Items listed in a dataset

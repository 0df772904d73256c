//! Forecast Cache - fetch forecast API resources through the request cache

use std::process::ExitCode;
use std::sync::Arc;
use std::time::Duration;

use clap::Parser;
use tracing::{error, info};

use forecast_cache::{
    RequestCache,
    cli::{Cli, Command},
    client::{ForecastClient, JsonSource, source_fetcher},
    config::Config,
    keys::compose_key,
    setup_tracing,
};

#[tokio::main]
async fn main() -> ExitCode {
    let cli = Cli::parse();

    if let Err(e) = setup_tracing(&cli.log_level, cli.log_format.as_deref()) {
        eprintln!("Failed to setup tracing: {e}");
        return ExitCode::FAILURE;
    }

    let config = match Config::load(cli.config.as_deref()) {
        Ok(config) => config,
        Err(e) => {
            error!("Failed to load config: {e}");
            eprintln!("❌ {e}");
            return ExitCode::FAILURE;
        }
    };

    match cli.command {
        Command::Get {
            path,
            query,
            repeat,
            ttl,
            stats,
        } => run_get(&config, path, query, repeat, ttl, stats).await,
        Command::Config => run_config(&config),
    }
}

/// Request a resource `repeat` times through one cache
async fn run_get(
    config: &Config,
    path: String,
    query: Vec<(String, String)>,
    repeat: u32,
    ttl: Option<Duration>,
    stats: bool,
) -> ExitCode {
    let client = match ForecastClient::new(&config.api, &config.retry) {
        Ok(client) => client,
        Err(e) => {
            eprintln!("❌ {e}");
            return ExitCode::FAILURE;
        }
    };
    let source: Arc<dyn JsonSource> = Arc::new(client);
    let cache = RequestCache::with_default_ttl(config.cache.default_ttl);

    let mut parts: Vec<&dyn forecast_cache::keys::KeySegment> = vec![&path];
    for (name, value) in &query {
        parts.push(name);
        parts.push(value);
    }
    let key = compose_key(&parts);
    let fetch = source_fetcher(source, path.clone(), query.clone());

    let mut last = None;
    for attempt in 1..=repeat.max(1) {
        match cache.fetch(&key, &fetch, ttl).await {
            Ok(fetched) => {
                info!(key = %key, attempt, from_cache = fetched.from_cache, "Request served");
                last = Some(fetched.value);
            }
            Err(e) => {
                eprintln!("❌ Error loading {path}: {e}");
                return ExitCode::FAILURE;
            }
        }
    }

    if let Some(value) = last {
        match serde_json::to_string_pretty(&value) {
            Ok(json) => println!("{json}"),
            Err(e) => {
                eprintln!("❌ Failed to serialize response: {e}");
                return ExitCode::FAILURE;
            }
        }
    }

    if stats {
        let snapshot = cache.stats();
        eprintln!(
            "cache: {} hit(s), {} miss(es), {} joined, {} fetch(es), {} entr{}",
            snapshot.hits,
            snapshot.misses,
            snapshot.joins,
            snapshot.fetches,
            snapshot.size,
            if snapshot.size == 1 { "y" } else { "ies" }
        );
        for entry in cache.entries() {
            eprintln!(
                "  {} (generation {}, fetched {})",
                entry.key,
                entry.generation,
                entry
                    .fetched_at
                    .map_or_else(|| "never".to_string(), |at| at.to_rfc3339())
            );
        }
    }

    ExitCode::SUCCESS
}

/// Print the resolved configuration as YAML
fn run_config(config: &Config) -> ExitCode {
    match serde_yaml::to_string(config) {
        Ok(yaml) => {
            print!("{yaml}");
            ExitCode::SUCCESS
        }
        Err(e) => {
            eprintln!("❌ Failed to serialize config: {e}");
            ExitCode::FAILURE
        }
    }
}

Exercise brief -
Return the entries above unchanged, starting at the first line and stopping after the line with "let source: Arc<dyn".

Answer to the exercise -
repository 0df772904d73256c
//! Forecast Cache - fetch forecast API resources through the request cache

use std::process::ExitCode;
use std::sync::Arc;
use std::time::Duration;

use clap::Parser;
use tracing::{error, info};

use forecast_cache::{
    RequestCache,
    cli::{Cli, Command},
    client::{ForecastClient, JsonSource, source_fetcher},
    config::Config,
    keys::compose_key,
    setup_tracing,
};

#[tokio::main]
async fn main() -> ExitCode {
    let cli = Cli::parse();

    if let Err(e) = setup_tracing(&cli.log_level, cli.log_format.as_deref()) {
        eprintln!("Failed to setup tracing: {e}");
        return ExitCode::FAILURE;
    }

    let config = match Config::load(cli.config.as_deref()) {
        Ok(config) => config,
        Err(e) => {
            error!("Failed to load config: {e}");
            eprintln!("❌ {e}");
            return ExitCode::FAILURE;
        }
    };

    match cli.command {
        Command::Get {
            path,
            query,
            repeat,
            ttl,
            stats,
        } => run_get(&config, path, query, repeat, ttl, stats).await,
        Command::Config => run_config(&config),
    }
}

/// Request a resource `repeat` times through one cache
async fn run_get(
    config: &Config,
    path: String,
    query: Vec<(String, String)>,
    repeat: u32,
    ttl: Option<Duration>,
    stats: bool,
) -> ExitCode {
    let client = match ForecastClient::new(&config.api, &config.retry) {
        Ok(client) => client,
        Err(e) => {
            eprintln!("❌ {e}");
            return ExitCode::FAILURE;
        }
    };
    let source: Arc<dyn JsonSource> = Arc::new(client);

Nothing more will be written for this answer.